Figure 8. TRIOBP-5 deficiency results in decreased supporting-cell stiffness and fragile hair cell stereocilia.

(A) Topographic image (top) and stiffness map (bottom) of live organ of Corti explants (P5, cochlear middle turn) from Triobp^ΔEx9-10/+ heterozygotes (left) and Triobp^{ΔEx9-10/ΔEx9-10} mutant littermates (right) visualized by atomic force microscopy using PeakForce Tapping mode (PFT-AFM). Transverse stiffness (E, elastic Young’s modulus) of the reticular lamina measured in regions of interest (ROIs) overlaying supporting cells (for example, white square in Triobp^{ΔEx9-10/ΔEx9-10} stiffness image). Scale bars: 5 μm. (B) Box-and-whisker plots of E values on apical surfaces of inner pillar (IPC), outer pillar (OPC), and Deiters’ row 1 (DC1) and 2 (DC2) cells. Bars show mean ± SD Asterisks indicate statistical significance between Triobp-5^+/ΔEx9-10 and Triobp-5^{ΔEx9-10/ΔEx9-10} cells. ***P < 0.001 (2-tailed t test with Welch’s correction). n indicates the number of cells. Data points represent individual supporting cells for Triobp^ΔEx9-10/+ mice (gray) and Triobp^{ΔEx9-10/ΔEx9-10} mice (purple), 5 and 4 mice, respectively. (C) Deflections of stereocilia bundles by a fluid-jet in wild-type (top) and Triobp^{ΔEx9-10/ΔEx9-10} live IHCs (bottom). Responses to maximal pressure steps of ±25 mmHg are shown. See also Supplemental Video 3. The puff pipette is visible at the bottom of the panels. (D) Average displacements of stereocilia bundles as a function of fluid-jet pressure in wild-type (gray open symbols) and Triobp^{ΔEx9-10/ΔEx9-10} (black solid symbols) IHCs at P8. Alternating positive and negative stimuli presented in increasing order. Examples of bundle deflections are shown in inset. Number of cells (number of mice): wild-type, n = 44 (6); Triobp^{ΔEx9-10/ΔEx9-10} n = 49 (6). Data are shown as mean ± SEM. Asterisks indicate statistical significance of differences between wild-type and Triobp^{ΔEx9-10/ΔEx9-10} mice. **P < 0.01; ***P < 0.001 (t test of independent variables).

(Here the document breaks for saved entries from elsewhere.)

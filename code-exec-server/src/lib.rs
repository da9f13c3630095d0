use axum::{
    extract::{Path, Query, State},
    http::StatusCode,
    response::{IntoResponse, Response},
    routing::{get, post},
    Json, Router,
};
use code_exec::{
    CodeExecutionService, ExecutionRequest, ExecutionResult, ExecutorConfig, Language, Submission,
};
use serde::{Deserialize, Serialize};
use serde_json::json;
use std::{net::SocketAddr, sync::Arc};
use thiserror::Error;
use tokio::net::TcpListener;
use tower_http::{cors::CorsLayer, trace::TraceLayer};
use tracing::{error, info};
use uuid::Uuid;

#[derive(Debug, Error)]
pub enum ServerError {
    #[error("{0}")]
    InvalidRequest(code_exec::Error),
    #[error("{0}")]
    NotFound(String),
    #[error("Execution error: {0}")]
    ExecutionError(code_exec::Error),
    #[error("Server error: {0}")]
    ServerError(String),
}

impl From<code_exec::Error> for ServerError {
    fn from(e: code_exec::Error) -> Self {
        match e {
            e if e.is_rejection() => ServerError::InvalidRequest(e),
            code_exec::Error::NotFound(message) => ServerError::NotFound(message),
            e => ServerError::ExecutionError(e),
        }
    }
}

impl IntoResponse for ServerError {
    fn into_response(self) -> Response {
        let (status, message) = match self {
            ServerError::InvalidRequest(_) => (StatusCode::BAD_REQUEST, self.to_string()),
            ServerError::NotFound(_) => (StatusCode::NOT_FOUND, self.to_string()),
            ServerError::ExecutionError(_) | ServerError::ServerError(_) => {
                error!("Request failed: {}", self);
                (
                    StatusCode::INTERNAL_SERVER_ERROR,
                    "Internal server error".to_string(),
                )
            }
        };

        (status, Json(json!({ "error": message }))).into_response()
    }
}

/// Service descriptor served at `/`
#[derive(Debug, Serialize, Deserialize)]
pub struct ServiceInfo {
    pub service: String,
    pub version: String,
    pub languages: Vec<Language>,
}

#[derive(Debug, Deserialize)]
pub struct LatestQuery {
    pub question_id: Option<Uuid>,
}

#[derive(Clone)]
pub struct AppState {
    service: Arc<CodeExecutionService>,
}

pub fn create_app(config: ExecutorConfig) -> Router {
    let state = AppState {
        service: Arc::new(CodeExecutionService::new(config)),
    };

    let cors = CorsLayer::permissive();

    Router::new()
        .route("/", get(service_info))
        .route("/health", get(health_check))
        .route("/execute", post(execute))
        .route("/submit", post(submit))
        .route("/submissions/:interview_id", get(list_submissions))
        .route("/submissions/latest/:interview_id", get(latest_submission))
        .layer(TraceLayer::new_for_http())
        .layer(cors)
        .with_state(state)
}

pub async fn run_server(app: Router, addr: SocketAddr) -> Result<(), ServerError> {
    info!("Starting code execution server on {}", addr);
    let listener = TcpListener::bind(addr)
        .await
        .map_err(|e| ServerError::ServerError(e.to_string()))?;

    axum::serve(listener, app)
        .await
        .map_err(|e| ServerError::ServerError(e.to_string()))?;

    Ok(())
}

async fn service_info() -> Json<ServiceInfo> {
    Json(ServiceInfo {
        service: "code-exec".to_string(),
        version: env!("CARGO_PKG_VERSION").to_string(),
        languages: Language::ALL.to_vec(),
    })
}

async fn health_check() -> &'static str {
    "OK"
}

async fn execute(
    State(state): State<AppState>,
    Json(request): Json<ExecutionRequest>,
) -> Result<Json<ExecutionResult>, ServerError> {
    let result = state.service.execute(&request).await?;
    Ok(Json(result))
}

async fn submit(
    State(state): State<AppState>,
    Json(request): Json<ExecutionRequest>,
) -> Result<Json<Submission>, ServerError> {
    let submission = state.service.submit(request).await?;
    Ok(Json(submission))
}

async fn list_submissions(
    State(state): State<AppState>,
    Path(interview_id): Path<Uuid>,
) -> Result<Json<Vec<Submission>>, ServerError> {
    let submissions = state.service.submissions_for_interview(interview_id).await?;
    Ok(Json(submissions))
}

async fn latest_submission(
    State(state): State<AppState>,
    Path(interview_id): Path<Uuid>,
    Query(query): Query<LatestQuery>,
) -> Result<Json<Submission>, ServerError> {
    let submission = state
        .service
        .latest_submission(interview_id, query.question_id)
        .await?;
    Ok(Json(submission))
}
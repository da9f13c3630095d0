use async_trait::async_trait;
use std::time::Duration;

use crate::{
    error::Error,
    executor::{describe_bound, LanguageExecutor},
    languages::run_script,
    sandbox::Sandbox,
    types::{ExecutionOutcome, Language, TestCase},
};

pub struct JavaScriptExecutor {
    sandbox: Sandbox,
    node: String,
    timeout: Duration,
}

impl JavaScriptExecutor {
    pub fn new(sandbox: Sandbox, node: String, timeout: Duration) -> Self {
        Self {
            sandbox,
            node,
            timeout,
        }
    }
}

#[async_trait]
impl LanguageExecutor for JavaScriptExecutor {
    fn language(&self) -> Language {
        Language::JavaScript
    }

    async fn run(&self, code: &str, test_cases: &[TestCase]) -> Result<ExecutionOutcome, Error> {
        let message = format!(
            "JavaScript execution exceeded {} timeout",
            describe_bound(self.timeout)
        );
        run_script(
            &self.sandbox,
            &self.node,
            "js",
            code,
            test_cases,
            self.timeout,
            &message,
        )
        .await
    }
}
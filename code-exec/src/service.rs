use std::sync::Arc;
use std::time::Instant;
use tokio::sync::Semaphore;
use tracing::{debug, error, info};
use uuid::Uuid;

use crate::{
    error::Error,
    executor::CodeExecutor,
    submission::{InMemorySubmissionStore, Submission, SubmissionStore},
    types::{ExecutionOutcome, ExecutionRequest, ExecutionResult, ExecutorConfig},
};

/// Seconds rounded to three decimals.
fn round_seconds(elapsed: std::time::Duration) -> f64 {
    (elapsed.as_secs_f64() * 1000.0).round() / 1000.0
}

#[derive(Clone)]
pub struct CodeExecutionService {
    executor: Arc<CodeExecutor>,
    semaphore: Arc<Semaphore>,
    store: Arc<dyn SubmissionStore>,
}

impl CodeExecutionService {
    pub fn new(config: ExecutorConfig) -> Self {
        Self::with_store(config, Arc::new(InMemorySubmissionStore::new()))
    }

    pub fn with_store(config: ExecutorConfig, store: Arc<dyn SubmissionStore>) -> Self {
        Self {
            executor: Arc::new(CodeExecutor::new(&config)),
            semaphore: Arc::new(Semaphore::new(config.max_concurrent_executions)),
            store,
        }
    }

    /// Runs a request and assembles the result. Only request-validation
    /// failures are returned as errors.
    pub async fn execute(&self, request: &ExecutionRequest) -> Result<ExecutionResult, Error> {
        let executor = self.executor.create_executor(&request.language)?;

        // Acquire execution permit
        let _permit = self
            .semaphore
            .acquire()
            .await
            .map_err(|e| Error::System(format!("Failed to acquire execution permit: {}", e)))?;

        debug!("Starting code execution for language: {}", executor.language());
        let started = Instant::now();
        let outcome = match executor.run(&request.code, request.test_cases()).await {
            Ok(outcome) => outcome,
            Err(e) if e.is_rejection() => return Err(e),
            Err(e) => {
                error!("Code execution failed: {}", e);
                ExecutionOutcome::error(e.to_string())
            }
        };
        let execution_time = round_seconds(started.elapsed());
        info!(
            "Code execution finished: status={} time={}s",
            outcome.status, execution_time
        );

        Ok(ExecutionResult {
            status: outcome.status,
            output: outcome.output,
            errors: outcome.errors,
            test_results: outcome.test_results,
            execution_time,
        })
    }

    /// Executes and records a submission. Requires `interview_id`; nothing
    /// runs or is stored when it is missing.
    pub async fn submit(&self, request: ExecutionRequest) -> Result<Submission, Error> {
        let interview_id = request
            .interview_id
            .ok_or(Error::MissingRequiredField("interview_id"))?;
        let language = request.language.parse()?;

        let result = self.execute(&request).await?;
        let submission = Submission::new(
            interview_id,
            request.question_id,
            language,
            request.code,
            result,
        );
        let stored = self.store.insert(submission).await.map_err(|e| {
            error!("Failed to persist submission for {}: {}", interview_id, e);
            e
        })?;
        info!(
            "Stored submission {} for interview {}",
            stored.id, stored.interview_id
        );
        Ok(stored)
    }

    pub async fn submissions_for_interview(
        &self,
        interview_id: Uuid,
    ) -> Result<Vec<Submission>, Error> {
        self.store.list_for_interview(interview_id).await
    }

    pub async fn latest_submission(
        &self,
        interview_id: Uuid,
        question_id: Option<Uuid>,
    ) -> Result<Submission, Error> {
        self.store
            .latest(interview_id, question_id)
            .await?
            .ok_or_else(|| Error::NotFound("No submissions found".to_string()))
    }

    pub fn get_available_slots(&self) -> usize {
        self.semaphore.available_permits()
    }
}
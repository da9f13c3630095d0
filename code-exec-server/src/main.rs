use clap::{Parser, ValueEnum};
use code_exec::{ExecutorConfig, PythonIsolation, ResourceLimits};
use code_exec_server::{create_app, run_server};
use std::{net::SocketAddr, path::PathBuf, time::Duration};
use tracing::info;
use tracing_subscriber::{layer::SubscriberExt, util::SubscriberInitExt};

#[derive(Clone, Copy, Debug, ValueEnum)]
enum Isolation {
    /// Restricted interpreter inside the server process
    InProcess,
    /// External python3 process with resource limits
    Process,
}

impl From<Isolation> for PythonIsolation {
    fn from(isolation: Isolation) -> Self {
        match isolation {
            Isolation::InProcess => PythonIsolation::InProcess,
            Isolation::Process => PythonIsolation::Process,
        }
    }
}

#[derive(Parser, Debug)]
#[command(author, version, about, long_about = None)]
struct Args {
    /// Server address to listen on
    #[arg(short, long, default_value = "0.0.0.0:3000")]
    addr: SocketAddr,

    /// Maximum number of concurrent executions
    #[arg(short, long, default_value = "10")]
    max_concurrent: usize,

    /// Wall-clock deadline per execution in seconds
    #[arg(short, long, default_value = "5")]
    timeout_secs: u64,

    /// CPU time limit in seconds
    #[arg(long, default_value = "10")]
    cpu_time_limit: u32,

    /// Address-space limit in bytes for interpreter processes
    #[arg(long)]
    memory_limit: Option<u64>,

    /// File size limit in bytes
    #[arg(long, default_value = "10485760")] // 10MB
    file_size_limit: u64,

    /// Directory for temporary source files
    #[arg(long)]
    scratch_dir: Option<PathBuf>,

    /// Node.js interpreter command
    #[arg(long, default_value = "node")]
    node: String,

    /// Python interpreter command, used with `--python-isolation process`
    #[arg(long, default_value = "python3")]
    python: String,

    /// Where Python submissions run
    #[arg(long, value_enum, default_value = "in-process")]
    python_isolation: Isolation,
}

impl Args {
    fn executor_config(self) -> ExecutorConfig {
        ExecutorConfig {
            timeout: Duration::from_secs(self.timeout_secs),
            max_concurrent_executions: self.max_concurrent,
            limits: ResourceLimits {
                cpu_time: self.cpu_time_limit,
                memory: self.memory_limit,
                file_size: self.file_size_limit,
            },
            scratch_dir: self.scratch_dir,
            node_command: self.node,
            python_command: self.python,
            python_isolation: self.python_isolation.into(),
        }
    }
}

#[tokio::main]
async fn main() -> anyhow::Result<()> {
    // Initialize tracing
    tracing_subscriber::registry()
        .with(
            tracing_subscriber::EnvFilter::try_from_default_env()
                .unwrap_or_else(|_| "info,tower_http=debug".into()),
        )
        .with(tracing_subscriber::fmt::layer())
        .init();

    let args = Args::parse();
    let addr = args.addr;
    let config = args.executor_config();
    info!(
        "Executor config: timeout={:?} max_concurrent={} python_isolation={:?}",
        config.timeout, config.max_concurrent_executions, config.python_isolation
    );

    let app = create_app(config);
    run_server(app, addr).await?;

    Ok(())
}
pub mod defaults {
    use crate::{ExecutorConfig, PythonIsolation, ResourceLimits};
    use std::path::Path;
    use tokio::time::Duration;

    pub fn default_test_limits() -> ResourceLimits {
        ResourceLimits {
            cpu_time: 5,
            memory: None,
            file_size: 10 * 1024 * 1024, // 10MB
        }
    }

    pub fn default_timeout() -> Duration {
        Duration::from_secs(5)
    }

    /// Config whose temporary artifacts land in `scratch`, so tests can
    /// check that nothing is left behind.
    pub fn test_config(scratch: &Path) -> ExecutorConfig {
        ExecutorConfig {
            timeout: default_timeout(),
            max_concurrent_executions: 4,
            limits: default_test_limits(),
            scratch_dir: Some(scratch.to_path_buf()),
            ..ExecutorConfig::default()
        }
    }

    pub fn process_python_config(scratch: &Path) -> ExecutorConfig {
        ExecutorConfig {
            python_isolation: PythonIsolation::Process,
            ..test_config(scratch)
        }
    }

    pub fn leftover_artifacts(scratch: &Path) -> usize {
        std::fs::read_dir(scratch).map(|dir| dir.count()).unwrap_or(0)
    }
}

Figure 9. Illustration of TRIOBP-4 and TRIOBP-5 distribution in inner ear supporting cells and working model of stereocilia pathology in TRIOBP-5–deficient mice.

(A) TRIOBP-4 and TRIOBP-5 are both present in Deiters’ (DC1, DC2, and DC3) and outer and inner pillar cells (OPC, IPC) of normal-hearing Triobp^ΔEx9-10/+ heterozygotes. Only TRIOBP-4 remains in the same cell types of deaf Triobp^{ΔEx9-10/ΔEx9-10} mouse. (B) Schematic of wild-type stereocilia with normal rootlet architecture (left). TRIOBP-5–deficient stereocilia with abnormally thin rootlets in the cuticular plate (right) but abnormally thick rootlets in the F-actin core that extend aberrantly to tips of stereocilia (right). TRIOBP-5 (purple) and TRIOBP-4 (blue) wrap around rootlet F-actin (insets) and in wild-type are hypothesized to allow filaments to slide past one another during sound-induced stereocilia deflections. TRIOBP-5 recruits more F-actin to shape rootlets and generates thicker bundles due to oligomerization by its coiled-coil domains.